• _Stored items_:
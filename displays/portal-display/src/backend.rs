//! Display controller interface
//!
//! The renderer only ever emits single command or data bytes. The command
//! set of the UC1601s is collected in [`uc1601`].

/// Byte-oriented LCD controller
pub trait Controller {
    /// Error type for bus operations
    type Error;

    /// Send a command byte
    fn write_command(&mut self, command: u8) -> Result<(), Self::Error>;

    /// Send a display data byte
    fn write_data(&mut self, data: u8) -> Result<(), Self::Error>;

    /// Set the contrast (bias potentiometer)
    fn set_contrast(&mut self, value: u8) -> Result<(), Self::Error> {
        self.write_command(uc1601::SET_BIAS_POT)?;
        self.write_command(value)
    }

    /// Force every pixel on, or return to showing display memory
    fn set_all_pixels_on(&mut self, on: bool) -> Result<(), Self::Error> {
        self.write_command(if on {
            uc1601::ALL_PIXELS_ON
        } else {
            uc1601::ALL_PIXELS_OFF
        })
    }
}

/// UC1601s command bytes
pub mod uc1601 {
    /// Column address, low nibble
    pub const SET_COLUMN_LSB: u8 = 0x00;
    /// Column address, high nibble
    pub const SET_COLUMN_MSB: u8 = 0x10;
    /// Temperature compensation -0.05 %/°C
    pub const SET_TEMP_COMPENSATION: u8 = 0x24;
    /// Scroll line 0
    pub const SET_SCROLL_LINE: u8 = 0x40;
    /// Bias potentiometer, followed by the value byte
    pub const SET_BIAS_POT: u8 = 0x81;
    /// RAM address control: page increment, wrap around
    pub const SET_RAM_ADDRESS: u8 = 0x8D;
    /// Frame rate 80 fps
    pub const SET_FRAME_RATE: u8 = 0xA0;
    /// Show display memory
    pub const ALL_PIXELS_OFF: u8 = 0xA4;
    /// Force all pixels on
    pub const ALL_PIXELS_ON: u8 = 0xA5;
    /// Non-inverted display
    pub const SET_NORMAL: u8 = 0xA6;
    /// Display disabled
    pub const DISPLAY_OFF: u8 = 0xAE;
    /// Display enabled
    pub const DISPLAY_ON: u8 = 0xAF;
    /// Page address
    pub const SET_PAGE: u8 = 0xB0;
    /// Mapping control: mirror X
    pub const SET_MAPPING: u8 = 0xC2;
    /// System reset
    pub const SYSTEM_RESET: u8 = 0xE2;
    /// Bias ratio 1/8
    pub const SET_BIAS_RATIO: u8 = 0xEA;

    /// Power-up sequence, sent after the reset pulse
    pub const INIT_SEQUENCE: [u8; 10] = [
        SYSTEM_RESET,
        SET_SCROLL_LINE,
        SET_RAM_ADDRESS,
        SET_FRAME_RATE,
        ALL_PIXELS_OFF,
        SET_NORMAL,
        DISPLAY_OFF,
        SET_MAPPING,
        SET_BIAS_RATIO,
        SET_TEMP_COMPENSATION,
    ];
}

• _Assignment_:
The reply should consist solely of the lines of the data, exact, from the opening line through the line with "Byte-oriented LCD controller", inclusive.

• _Solution to this problem_:
filename displays/portal-display/src/backend.rs
//! Display controller interface
//!
//! The renderer only ever emits single command or data bytes. The command
//! set of the UC1601s is collected in [`uc1601`].

/// Byte-oriented LCD controller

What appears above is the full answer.